In the portrait, Matisse depicted his wife Amélie. A bold, hitherto unprecedented combination of colours forms an amazing harmony and at the same time explains why this art movement was called fauvism (les fauves — the wild). Warm cinnabar, carmine, madder are balanced by icy emerald green, purple, cobalt. How could a woman be like that? But Matisse’s colour is always a transformed colour, it is not the colour of everyday life, it is the colour of painting, which confirms his famous statement: “I am not creating a woman, I am creating a picture”.
It is interesting to analyse the influence of Van Gogh on Matisse’s art. The Van Gogh style frenzy and impulsiveness both attracted and repelled Matisse. His path layed in the other direction — it was neither unrestrained adherence to the impulse, nor suppressing it in favour of rationality; but rather a kind of “feelings cultivation”, according to Escolier (in no case to be confused with didacticism — Matisse never let this on canvas). Passed through internal discipline, passion does not cease to be passion, but performed by Matisse, it acquires depth and subtlety.
The writer Francis Carco said that the Woman with a Hat instantly explained to him more regarding the avant-garde movements, “than all these paradoxes”, that is, numerous manifestos and theories of that time.
The picture caused a stormy, mostly negative reaction from the public, but the American writer Gertrude Stein wanted to buy it. She turned to the exhibition administrator, who named the price 500 francs for the painting, but, as a rule, the price included the possibility of abatement, so he recommended Madame to offer 400 francs.

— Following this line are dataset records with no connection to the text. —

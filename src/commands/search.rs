use anyhow::Result;
use unicode_width::UnicodeWidthStr;

use super::CommandContext;
use crate::ui::json::{data_event, emit};

pub fn cmd_search(ctx: &CommandContext, query: &str) -> Result<()> {
    let tree = ctx.load_tree()?;
    let hits = tree.search(query);
    tracing::debug!(query, hits = hits.len(), "search finished");

    if ctx.json {
        emit(data_event(
            "search",
            &serde_json::json!({ "query": query, "hits": hits }),
        )?)?;
        return Ok(());
    }

    let separator = &ctx.config.picker.breadcrumb_separator;
    let rows: Vec<(&str, String)> = hits
        .iter()
        .map(|hit| (hit.value, hit.path.join(separator)))
        .collect();
    print!("{}", format_rows(&rows));
    Ok(())
}

/// Value column padded to the widest value, then the breadcrumb
fn format_rows(rows: &[(&str, String)]) -> String {
    let width = rows.iter().map(|(v, _)| v.width()).max().unwrap_or(0);
    let mut out = String::new();
    for (value, breadcrumb) in rows {
        let pad = width - value.width();
        out.push_str(value);
        out.push_str(&" ".repeat(pad + 2));
        out.push_str(breadcrumb);
        out.push('\n');
    }
    out
}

Gertrude did just that. Imagine her surprise when she was told the artist’s refusal to reduce the cost of the painting!
The Matisses actually were in dire need then. When they brought the note from the Secretary of the Salon informing about the buyer willing to pay 400 francs for the painting, Matisse was very happy. Amélie insisted on the refusal, stating that if the buyer is so interested in the painting that she’s ready to buy it, then the difference of 100 francs will not be significant for her. However, with this money they’d be able to buy winter clothes for Margot (Matisse’s illegitimate daughter, who lived in the family). Oh, Madame Matisse had to endure a few difficult days! There was no news from the buyer, and if something went wrong in the pictorial affairs, then Matisse had really bad temper. But three days later, the Salon reported that the painting had been purchased for 500 francs. Matisse’s personal acquaintance with Gertrude Stein was arranged later.